The #DeceivedWisdom suggests that red cars are somehow safer to drive because we associate red with danger and other road users are warier of cars of that hue. Conversely, red is often a popular colour for high-performance vehicles and muscle cars with greater acceleration capabilities than lesser cars and so perhaps they are actually less safe to drive because they spend more of their time accelerating rapidly and being driven at higher speeds.

Search engines suggest that their users might be looking to answer any one of the following questions when searching for red car crash:

  • Which Colour car has most accidents?
  • Are red cars more likely to crash?
  • What was the worst UK road accident?
  • What is the safest color?

However, some studies have shown that you are more likely to be involved in a crash if you’re in a black car, rather than a red one, other studies found the opposite and that 60 percent of road traffic accidents (RTAs) involve a red car. Yet another study suggests that white cars are 12 percent less likely to be involved in an RTA than black cars, others suggest yellow is slightly safer than white. Given the almost random nature of the studies cited by the search engines in offering these so-called facts, I think we need a solid study to tell us once and for all whether a red car crash is more common than any other. This study goes some way to offering an insight, but considers the colour of the car of the driver who was not to blame for the car crash.

Importantly, driving under the influence of alcohol and/or drugs, distractions such as using a mobile phone, aggressive driving, and driving at a higher speed than is appropriate for the road conditions will most likely outweigh any consideration regarding the colour of one’s car.

Alternative Germans

A federal health report by the Robert-Koch-Institute in Berlin, Germany, has revealed that three quarters of Germans use, or have used, complementary medicine and so-called alternative remedies and 90% would recommend such treatments to others. Since 1995, health insurance companies in Germany have had discretion in including or excluding complementary medicine from the treatments they cover. A lack of definitive medical research could be said to assist the companies in reaching their decisions over certain treatments. Stats source: BMJ.

Telesales taken to task

A paper in a recent issue of the journal Archives Of Otolaryngology – Head & Neck Surgery (2002, Vol 128, Issue 5, pp 571-577) discusses the problems facing telesales people, particularly with regard to voice problems. Telesales staff, the study, led by Katherine Jones of the University of Nebraska found, were twice as likely to report one or more symptoms of vocal “attrition” compared with controls, after adjusting for age, sex, and whether they were smokers or not.

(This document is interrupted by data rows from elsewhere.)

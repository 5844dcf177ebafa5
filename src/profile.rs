use crate::{
    Block, BlockHandle, BlockMap, ImageId, ImageRegistry, ProfilerConfig, ReuseHistogram,
    SliceLengths,
};
use log::debug;
use std::{
    collections::{BTreeMap, VecDeque},
    io::Write,
};

/// Dynamic counters of one block for one thread
#[derive(Debug, Clone, Default)]
pub struct BlockSlot {
    /// times the block was executed in the current slice
    pub slice_count: u64,
    /// times the block was executed prior to the current slice
    pub global_count: u64,
    /// id assigned on first execution, 0 until then
    pub lazy_id: u32,
    /// previous block id -> count, id 0 stands for "no previous block"
    pub predecessors: BTreeMap<u32, u64>,
}

impl BlockSlot {
    pub fn id_for(&self, block: &Block) -> u32 {
        if block.id() != 0 { block.id() } else { self.lazy_id }
    }

    pub fn total_count(&self) -> u64 {
        self.global_count + self.slice_count
    }
}

#[derive(Debug, Clone, Copy, PartialEq, Eq)]
pub enum ThreadState {
    /// output is open (image records may arrive before the thread starts)
    Uninitialized,
    Active,
    Finished,
}

/// Shared state needed to write slice records
pub struct SliceContext<'a> {
    pub config: &'a ProfilerConfig,
    pub blocks: &'a BlockMap,
    pub images: &'a ImageRegistry,
}

/// Slicing state machine and output stream of one thread
pub struct ThreadProfile {
    tid: u32,
    out: Box<dyn Write + Send>,
    state: ThreadState,
    /// instructions left in the current slice, goes negative at a boundary
    slice_timer: i64,
    /// value the timer started the current slice with
    current_slice_size: i64,
    global_instruction_count: u64,
    /// no slice emitted yet
    first: bool,
    first_eip: Option<u64>,
    last_block: Option<BlockHandle>,
    length_queue: VecDeque<u64>,
    ldv: Option<ReuseHistogram>,
    /// indexed by block handle, grown on demand
    slots: Vec<BlockSlot>,
    /// blocks in first execution order when ids are assigned lazily, id = index + 1
    lazy_order: Vec<BlockHandle>,
    lazy_ids: bool,
}

impl ThreadProfile {
    pub fn new(
        tid: u32,
        out: Box<dyn Write + Send>,
        config: &ProfilerConfig,
        lengths: Option<SliceLengths>,
    ) -> Self {
        let (initial, length_queue) = match lengths {
            Some(lengths) => (lengths.initial, lengths.queue),
            None => (config.slice_size, VecDeque::new()),
        };
        Self {
            tid,
            out,
            state: ThreadState::Uninitialized,
            slice_timer: initial as i64,
            current_slice_size: initial as i64,
            global_instruction_count: 0,
            first: true,
            first_eip: None,
            last_block: None,
            length_queue,
            ldv: config.ldv.new_tracker().map(ReuseHistogram::new),
            slots: vec![],
            lazy_order: vec![],
            lazy_ids: config.emit_previous_block_counts,
        }
    }

    pub fn state(&self) -> ThreadState {
        self.state
    }

    pub fn global_instruction_count(&self) -> u64 {
        self.global_instruction_count
    }

    pub fn start(&mut self) {
        assert!(
            self.state == ThreadState::Uninitialized,
            "thread {} started in state {:?}",
            self.tid,
            self.state
        );
        self.state = ThreadState::Active;
    }

    /// Counts one execution of a block, returns true if the slice is exhausted
    pub fn execute(&mut self, handle: BlockHandle, blocks: &BlockMap) -> bool {
        let block = blocks.get(handle);
        if self.slots.len() <= handle.index() {
            self.slots.resize_with(blocks.len(), BlockSlot::default);
        }
        if self.first_eip.is_none() {
            self.first_eip = Some(block.key().start());
        }

        if self.lazy_ids {
            let prev_id = match self.last_block {
                Some(prev) => self.slots[prev.index()].lazy_id,
                None => 0,
            };
            let slot = &mut self.slots[handle.index()];
            if slot.lazy_id == 0 {
                self.lazy_order.push(handle);
                slot.lazy_id = self.lazy_order.len() as u32;
            }
            *slot.predecessors.entry(prev_id).or_insert(0) += 1;
        }
        self.slots[handle.index()].slice_count += 1;

        self.slice_timer -= block.static_instructions() as i64;
        self.last_block = Some(handle);
        self.slice_timer < 0
    }

    pub fn access_memory(&mut self, addr: u64) {
        if let Some(ldv) = &mut self.ldv {
            ldv.access(addr);
        }
    }

    /// Closes the current slice at the last instruction of `handle`
    pub fn end_slice(&mut self, handle: BlockHandle, ctx: &SliceContext) -> anyhow::Result<()> {
        self.global_instruction_count += (self.current_slice_size - self.slice_timer) as u64;
        let next = self
            .length_queue
            .pop_front()
            .unwrap_or(ctx.config.slice_size) as i64;
        // carry the overshoot of the triggering block into the next slice
        self.slice_timer = next + self.slice_timer.min(0);
        self.current_slice_size = self.slice_timer;

        let block = ctx.blocks.get(handle);
        self.emit_slice(block.key().end(), block.image(), ctx)
    }

    fn emit_slice(
        &mut self,
        end_marker: u64,
        image: Option<ImageId>,
        ctx: &SliceContext,
    ) -> anyhow::Result<()> {
        if self.first {
            writeln!(self.out, "I: 0")?;
            writeln!(self.out, "P: {}", self.tid)?;
            writeln!(self.out, "C: sum:dummy Command:{}", ctx.config.command_line)?;
            let first_eip = self.first_eip.unwrap_or(0);
            let first_image = ctx
                .blocks
                .find_containing(first_eip)
                .and_then(|handle| ctx.blocks.get(handle).image());
            self.write_marker(first_eip, 1, first_image, ctx)?;
        }

        writeln!(
            self.out,
            "# Slice ending at {}",
            self.global_instruction_count
        )?;
        debug!(
            "Thread {} slice ending at {} (0x{:x})",
            self.tid, self.global_instruction_count, end_marker
        );

        // without the first slice its counts carry over into the next one
        let emit_body = !self.first || ctx.config.emit_first;
        if emit_body {
            write!(self.out, "T")?;
        }
        let mut marker_count = 0;
        for (handle, block) in ctx.blocks.iter_by_address() {
            let Some(slot) = self.slots.get_mut(handle.index()) else {
                continue;
            };
            if block.key().contains(end_marker) {
                marker_count += slot.total_count();
            }
            if emit_body && slot.slice_count != 0 {
                write!(
                    self.out,
                    ":{}:{} ",
                    slot.id_for(block),
                    slot.slice_count * block.static_instructions()
                )?;
                slot.global_count += slot.slice_count;
                slot.slice_count = 0;
            }
        }
        if emit_body {
            writeln!(self.out)?;
            if let Some(ldv) = &mut self.ldv {
                write!(self.out, "T")?;
                ldv.emit(&mut self.out)?;
                writeln!(self.out)?;
            }
        }

        if self.state == ThreadState::Active {
            self.write_marker(end_marker, marker_count, image, ctx)?;
        }
        self.out.flush()?;
        self.first = false;
        Ok(())
    }

    fn write_marker(
        &mut self,
        addr: u64,
        count: u64,
        image: Option<ImageId>,
        ctx: &SliceContext,
    ) -> anyhow::Result<()> {
        if !ctx.config.symbolic {
            writeln!(self.out, "M: 0x{:x} {}", addr, count)?;
            return Ok(());
        }
        match image.and_then(|id| ctx.images.get(id)) {
            Some(info) => writeln!(
                self.out,
                "S: 0x{:x} {} {} 0x{:x} + 0x{:x}",
                addr,
                count,
                info.name,
                info.low_address,
                addr.wrapping_sub(info.low_address)
            )?,
            None => writeln!(self.out, "M: 0x{:x} {} no_image 0", addr, count)?,
        }
        Ok(())
    }

    pub fn write_image_record(&mut self, name: &str, low_address: u64) -> anyhow::Result<()> {
        if self.state == ThreadState::Finished {
            return Ok(());
        }
        writeln!(self.out, "G: {} LowAddress: 0x{:x}", name, low_address)?;
        self.out.flush()?;
        Ok(())
    }

    /// Emits the last partial slice and the program end summary
    pub fn finish(&mut self, ctx: &SliceContext) -> anyhow::Result<()> {
        assert!(
            self.state == ThreadState::Active,
            "thread {} ended in state {:?}",
            self.tid,
            self.state
        );
        if ctx.config.emit_last && self.slice_timer != self.current_slice_size {
            if let Some(last) = self.last_block {
                self.end_slice(last, ctx)?;
            }
        }
        self.state = ThreadState::Finished;

        writeln!(
            self.out,
            "Dynamic instruction count {}",
            self.global_instruction_count
        )?;
        writeln!(self.out, "SliceSize: {}", ctx.config.slice_size)?;
        if self.lazy_ids {
            // in the order blocks were first executed
            for handle in self.lazy_order.clone() {
                self.write_block_summary(handle, ctx)?;
            }
        } else {
            for (handle, _) in ctx.blocks.iter() {
                self.write_block_summary(handle, ctx)?;
            }
        }
        writeln!(self.out, "End of bb")?;
        self.out.flush()?;
        Ok(())
    }

    fn write_block_summary(&mut self, handle: BlockHandle, ctx: &SliceContext) -> anyhow::Result<()> {
        let Some(slot) = self.slots.get(handle.index()) else {
            return Ok(());
        };
        if slot.global_count == 0 {
            return Ok(());
        }
        let block = ctx.blocks.get(handle);
        write!(
            self.out,
            "Block id: {} 0x{:x}:0x{:x} static instructions: {} block count: {} block size: {}",
            slot.id_for(block),
            block.key().start(),
            block.key().end(),
            block.static_instructions(),
            slot.global_count,
            block.key().size()
        )?;
        if self.lazy_ids {
            write!(self.out, " previous-block counts: ( ")?;
            for (prev_id, count) in &slot.predecessors {
                write!(self.out, "{}:{} ", prev_id, count)?;
            }
            write!(self.out, ")")?;
        }
        writeln!(self.out)?;
        Ok(())
    }
}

Apparently, voice problems and “occupational vocal load” can adversely affect productivity and “are associated with modifiable risk factors.”

We hung-up before finding out what these factors are but was left wondering whether the researchers cold-called the people and whether those interviewed were in the middle of dinner or had had to get out of the bath to answer the phone. In a more malicious moment we’d like to think so.